Roanoke Times Copyright (c) 1995, Landmark Communications, Inc. DATE: SATURDAY, August 21, 1993 TAG: 9312010327 SECTION: EDITORIAL PAGE: A7 EDITION: METRO SOURCE: DATELINE: LENGTH: Short
The nonprofit center at Weyers Cave has become one of the nation's leading veterinary facilities for wildlife. It has saved thousands of injured animals - many of them endangered species - since it was opened in 1982 by environmentalist Ed Clark.
But, as Clark says, it's been a "nickel-and-dime operation" - a makeshift center of trailers and animal cases and pens.
That will soon change. The center hopes to break ground next month for a new home in the Waynesboro area.
The project was launched a couple of years ago with a gift of land by E. I. Du Pont de Nemours & Co., which has a fibers plant in Waynesboro. Since, it's been helped along by nearly $650,000 in donations of cash and in-kind contributions.
By next summer, the center expects to move into a new state-of-the-art veterinary hospital-and-teaching facility.

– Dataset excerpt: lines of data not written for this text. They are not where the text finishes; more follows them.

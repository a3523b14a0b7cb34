//! Scanning loops shared by `first` and `last`.

use crate::error::QueryError;

/// Counts visited elements against an optional limit.
#[derive(Debug)]
pub(crate) struct Budget {
    limit: Option<usize>,
    visited: usize,
}

impl Budget {
    pub(crate) const fn new(limit: Option<usize>) -> Self {
        Self { limit, visited: 0 }
    }

    /// Records one visit; fails once `limit` visits have already happened.
    ///
    /// Without a limit nothing is counted.
    #[inline]
    fn visit(&mut self) -> Result<(), QueryError> {
        let Some(limit) = self.limit else {
            return Ok(());
        };
        if self.visited >= limit {
            tracing::debug!(limit, "scan limit reached");
            return Err(QueryError::ScanLimitExceeded { limit });
        }
        self.visited += 1;
        Ok(())
    }
}

/// Returns the first element matching `predicate`, stopping at the match.
///
/// Also serves the backward scan of `last` when handed a reversed iterator.
pub(crate) fn scan<I, P>(
    elements: I,
    predicate: &mut P,
    budget: &mut Budget,
) -> Result<Option<I::Item>, QueryError>
where
    I: Iterator,
    P: FnMut(&I::Item) -> bool,
{
    for element in elements {
        budget.visit()?;
        if predicate(&element) {
            return Ok(Some(element));
        }
    }
    Ok(None)
}

/// Visits every element and returns the latest match.
pub(crate) fn sweep<I, P>(
    elements: I,
    predicate: &mut P,
    budget: &mut Budget,
) -> Result<Option<I::Item>, QueryError>
where
    I: Iterator,
    P: FnMut(&I::Item) -> bool,
{
    let mut latest = None;
    for element in elements {
        budget.visit()?;
        if predicate(&element) {
            latest = Some(element);
        }
    }
    Ok(latest)
}

#[cfg(test)]
mod tests {
    use super::*;
    use rstest::rstest;

    #[rstest]
    fn test_scan_stops_at_first_match() {
        let mut visited = Vec::new();
        let mut predicate = |element: &i32| {
            visited.push(*element);
            *element % 2 == 0
        };
        let result = scan([1, 3, 4, 6].into_iter(), &mut predicate, &mut Budget::new(None));
        assert_eq!(result, Ok(Some(4)));
        assert_eq!(visited, vec![1, 3, 4]);
    }

    #[rstest]
    fn test_sweep_keeps_latest_match() {
        let result = sweep(
            [1, 4, 3, 6, 5].into_iter(),
            &mut |element: &i32| *element % 2 == 0,
            &mut Budget::new(None),
        );
        assert_eq!(result, Ok(Some(6)));
    }

    #[rstest]
    fn test_sweep_without_match_is_empty() {
        let result = sweep(
            [1, 3].into_iter(),
            &mut |element: &i32| *element > 10,
            &mut Budget::new(None),
        );
        assert_eq!(result, Ok(None));
    }

    #[rstest]
    #[case(3, Ok(Some(3)))]
    #[case(2, Err(QueryError::ScanLimitExceeded { limit: 2 }))]
    #[case(0, Err(QueryError::ScanLimitExceeded { limit: 0 }))]
    fn test_scan_respects_limit(
        #[case] limit: usize,
        #[case] expected: Result<Option<i32>, QueryError>,
    ) {
        let result = scan(
            [1, 2, 3].into_iter(),
            &mut |element: &i32| *element == 3,
            &mut Budget::new(Some(limit)),
        );
        assert_eq!(result, expected);
    }

    #[rstest]
    fn test_unlimited_budget_does_not_count() {
        let mut budget = Budget {
            limit: None,
            visited: usize::MAX,
        };
        let result = scan([1, 2].into_iter(), &mut |element: &i32| *element == 2, &mut budget);
        assert_eq!(result, Ok(Some(2)));
        assert_eq!(budget.visited, usize::MAX);
    }

    #[rstest]
    fn test_limited_budget_counts_visits() {
        let mut budget = Budget::new(Some(10));
        let result = sweep([1, 2, 3].into_iter(), &mut |_: &i32| true, &mut budget);
        assert_eq!(result, Ok(Some(3)));
        assert_eq!(budget.visited, 3);
    }

    #[rstest]
    fn test_limit_not_hit_when_exhausted_within_it() {
        let result = sweep(
            [1, 2].into_iter(),
            &mut |_: &i32| false,
            &mut Budget::new(Some(2)),
        );
        assert_eq!(result, Ok(None));
    }
}
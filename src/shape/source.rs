//! Iterator adapters that declare a shape.
//!
//! A bare iterator says nothing reliable about where it ends, so it has to
//! be wrapped before it can be queried:
//!
//! - [`Stream`]: any iterator, treated as unbounded
//! - [`Counted`]: an [`ExactSizeIterator`], treated as finite
//!
//! Wrapping `&mut iterator` keeps the iterator usable afterwards; a query
//! only consumes the prefix it needed.

use std::iter::Empty;

use super::{Collection, Shape, Traversal};

// =============================================================================
// Stream
// =============================================================================

/// An iterator with no known end, such as a generator.
///
/// `first` works on a stream as long as a match eventually appears.
/// `last` refuses it with [`QueryError::NotFiniteCollection`].
///
/// [`QueryError::NotFiniteCollection`]: crate::QueryError::NotFiniteCollection
///
/// # Examples
///
/// ```rust
/// use terminus::{QueryError, first_where, last};
/// use terminus::shape::Stream;
///
/// let odds = || Stream::new((1..).step_by(2));
/// assert_eq!(first_where(odds(), |number| *number > 50), Ok(Some(51)));
/// assert_eq!(last(odds()), Err(QueryError::NotFiniteCollection));
/// ```
#[derive(Debug, Clone)]
pub struct Stream<I> {
    elements: I,
}

impl<I: Iterator> Stream<I> {
    /// Wraps anything that can be iterated.
    #[inline]
    pub fn new<T>(elements: T) -> Self
    where
        T: IntoIterator<IntoIter = I>,
    {
        Self {
            elements: elements.into_iter(),
        }
    }

    /// Returns the wrapped iterator.
    #[inline]
    pub fn into_inner(self) -> I {
        self.elements
    }
}

impl<I: Iterator> Collection for Stream<I> {
    type Item = I::Item;
    type Indexed = Empty<I::Item>;
    type Sequence = I;

    #[inline]
    fn shape(&self) -> Shape {
        Shape::UnboundedIterable
    }

    #[inline]
    fn into_traversal(self) -> Traversal<Self::Indexed, Self::Sequence> {
        Traversal::UnboundedIterable(self.elements)
    }
}

// =============================================================================
// Counted
// =============================================================================

/// An iterator whose remaining length is known.
///
/// Queried as a finite forward-only collection: `last` sweeps it to the end.
///
/// # Examples
///
/// ```rust
/// use terminus::last_where;
/// use terminus::shape::Counted;
///
/// let words = ["one", "two", "three"];
/// let counted = Counted::new(words.iter().map(|word| word.len()));
/// assert_eq!(last_where(counted, |length| *length == 3), Ok(Some(3)));
/// ```
#[derive(Debug, Clone)]
pub struct Counted<I> {
    elements: I,
}

impl<I: ExactSizeIterator> Counted<I> {
    /// Wraps anything whose iterator reports an exact size.
    #[inline]
    pub fn new<T>(elements: T) -> Self
    where
        T: IntoIterator<IntoIter = I>,
    {
        Self {
            elements: elements.into_iter(),
        }
    }

    /// Returns the number of elements left.
    #[inline]
    pub fn len(&self) -> usize {
        self.elements.len()
    }

    /// Returns `true` if no elements are left.
    #[inline]
    pub fn is_empty(&self) -> bool {
        self.elements.len() == 0
    }

    /// Returns the wrapped iterator.
    #[inline]
    pub fn into_inner(self) -> I {
        self.elements
    }
}

impl<I: ExactSizeIterator> Collection for Counted<I> {
    type Item = I::Item;
    type Indexed = Empty<I::Item>;
    type Sequence = I;

    #[inline]
    fn shape(&self) -> Shape {
        Shape::FiniteIterable
    }

    #[inline]
    fn into_traversal(self) -> Traversal<Self::Indexed, Self::Sequence> {
        Traversal::FiniteIterable(self.elements)
    }
}
//! Error types for collection queries.
//!
//! A query that finds nothing is not an error: it returns `Ok(None)`.
//! The variants here describe inputs a query cannot answer at all, or a
//! configured boundary that stopped the scan.

use thiserror::Error;

/// Represents the ways a `first` or `last` query can fail.
///
/// # Examples
///
/// ```rust
/// use terminus::QueryError;
///
/// assert_eq!(
///     QueryError::NotFiniteCollection.to_string(),
///     "collection argument must be a finite collection"
/// );
/// ```
#[derive(Debug, Error, Clone, Copy, PartialEq, Eq, Hash)]
pub enum QueryError {
    /// The value is neither an iterable nor a key/value mapping.
    #[error("collection argument must be iterable")]
    NotIterable,

    /// `last` was asked for on a stream whose end cannot be reached.
    #[error("collection argument must be a finite collection")]
    NotFiniteCollection,

    /// The scan visited `limit` elements without finishing.
    #[error("scan limit of {limit} elements exceeded")]
    ScanLimitExceeded {
        /// The configured maximum number of visited elements.
        limit: usize,
    },

    /// A value was extracted from an empty result.
    #[error("result is empty")]
    EmptyResult,
}
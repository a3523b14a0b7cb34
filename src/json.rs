//! Queries over dynamic JSON values.
//!
//! A [`serde_json::Value`] only reveals its shape at run time:
//!
//! - arrays are indexable sequences of elements
//! - objects are key/value mappings, enumerated in insertion order
//! - strings, numbers, booleans and `null` are opaque
//!
//! Elements and entries both come out as [`JsonItem`].
//!
//! # Examples
//!
//! ```rust
//! use serde_json::json;
//! use terminus::json::JsonItem;
//! use terminus::{QueryError, first, last_where};
//!
//! let document = json!({"1": "one", "2": "two", "3": "three"});
//! assert_eq!(
//!     first(&document),
//!     Ok(Some(JsonItem::Entry("1", &json!("one"))))
//! );
//! assert_eq!(
//!     last_where(&document, |item| {
//!         item.value().as_str().is_some_and(|text| text.starts_with('t'))
//!     }),
//!     Ok(Some(JsonItem::Entry("3", &json!("three"))))
//! );
//!
//! assert_eq!(first(&json!(42)), Err(QueryError::NotIterable));
//! ```

use serde_json::Value;

use crate::shape::{Collection, Shape, Traversal};

/// An array element or object entry of a JSON value.
#[derive(Debug, Clone, Copy, PartialEq, Eq)]
pub enum JsonItem<'a> {
    /// An element of an array.
    Element(&'a Value),
    /// A `(key, value)` entry of an object.
    Entry(&'a str, &'a Value),
}

impl<'a> JsonItem<'a> {
    /// Returns the element, or the value of the entry.
    #[inline]
    pub const fn value(&self) -> &'a Value {
        match self {
            Self::Element(value) | Self::Entry(_, value) => *value,
        }
    }

    /// Returns the key of an entry.
    #[inline]
    pub const fn key(&self) -> Option<&'a str> {
        match self {
            Self::Element(_) => None,
            Self::Entry(key, _) => Some(*key),
        }
    }
}

type Elements<'a> = std::iter::Map<std::slice::Iter<'a, Value>, fn(&'a Value) -> JsonItem<'a>>;

type Entries<'a> =
    std::iter::Map<serde_json::map::Iter<'a>, fn((&'a String, &'a Value)) -> JsonItem<'a>>;

fn element(value: &Value) -> JsonItem<'_> {
    JsonItem::Element(value)
}

fn entry<'a>((key, value): (&'a String, &'a Value)) -> JsonItem<'a> {
    JsonItem::Entry(key.as_str(), value)
}

impl<'a> Collection for &'a Value {
    type Item = JsonItem<'a>;
    type Indexed = Elements<'a>;
    type Sequence = Entries<'a>;

    fn shape(&self) -> Shape {
        match self {
            Value::Array(_) => Shape::Indexable,
            Value::Object(_) => Shape::KeyValueMapping,
            _ => Shape::Opaque,
        }
    }

    fn into_traversal(self) -> Traversal<Self::Indexed, Self::Sequence> {
        match self {
            Value::Array(elements) => {
                Traversal::Indexable(elements.iter().map(element as fn(&'a Value) -> JsonItem<'a>))
            }
            Value::Object(entries) => Traversal::KeyValueMapping(
                entries
                    .iter()
                    .map(entry as fn((&'a String, &'a Value)) -> JsonItem<'a>),
            ),
            _ => Traversal::Opaque,
        }
    }
}
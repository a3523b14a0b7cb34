//! Optional result contract shared by `first` and `last`.
//!
//! Both queries return `Option<T>`: `Some` when an element was found and
//! `None` when nothing matched. [`Found`] names the operations callers
//! rely on, so a result can be built and unwrapped without reaching for
//! `unwrap`:
//!
//! - [`Found::of`]: wrap a found value
//! - [`Found::EMPTY`]: the one empty result every "no match" returns
//! - [`Found::value`]: explicit extraction that fails on an empty result
//!
//! # Examples
//!
//! ```rust
//! use terminus::{Found, QueryError, first};
//!
//! let numbers = vec![3, 1, 4];
//! let found = first(&numbers)?;
//! assert_eq!(found.value()?, &3);
//!
//! let empty: Vec<i32> = Vec::new();
//! let nothing = first(&empty)?;
//! assert_eq!(nothing, Option::<&i32>::EMPTY);
//! assert_eq!(nothing.value(), Err(QueryError::EmptyResult));
//! # Ok::<(), QueryError>(())
//! ```

use crate::error::QueryError;

/// A value-or-empty result.
///
/// Implemented for `Option<T>`. An empty result is always `None`, so
/// comparing against [`Found::EMPTY`] and matching on `None` are the same
/// check.
pub trait Found: Sized {
    /// The wrapped value type.
    type Value;

    /// The empty result.
    const EMPTY: Self;

    /// Wraps a found value.
    fn of(value: Self::Value) -> Self;

    /// Returns `true` if a value is present.
    fn is_present(&self) -> bool;

    /// Extracts the value.
    ///
    /// # Errors
    ///
    /// Returns [`QueryError::EmptyResult`] if the result is empty.
    fn value(self) -> Result<Self::Value, QueryError>;
}

impl<T> Found for Option<T> {
    type Value = T;

    const EMPTY: Self = None;

    #[inline]
    fn of(value: T) -> Self {
        Some(value)
    }

    #[inline]
    fn is_present(&self) -> bool {
        self.is_some()
    }

    #[inline]
    fn value(self) -> Result<T, QueryError> {
        self.ok_or(QueryError::EmptyResult)
    }
}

This, by all rights, should complement the teaching and services provided by the Virginia-Maryland Regional College of Veterinary Medicine, based at Virginia Tech.
It also fits in nicely with Roanoke's Explore Park and other projects, developing or proposed in this region, that stress environmental and conservation themes.
The new wildlife center will be welcomed by Western Virginia residents, human and otherwise.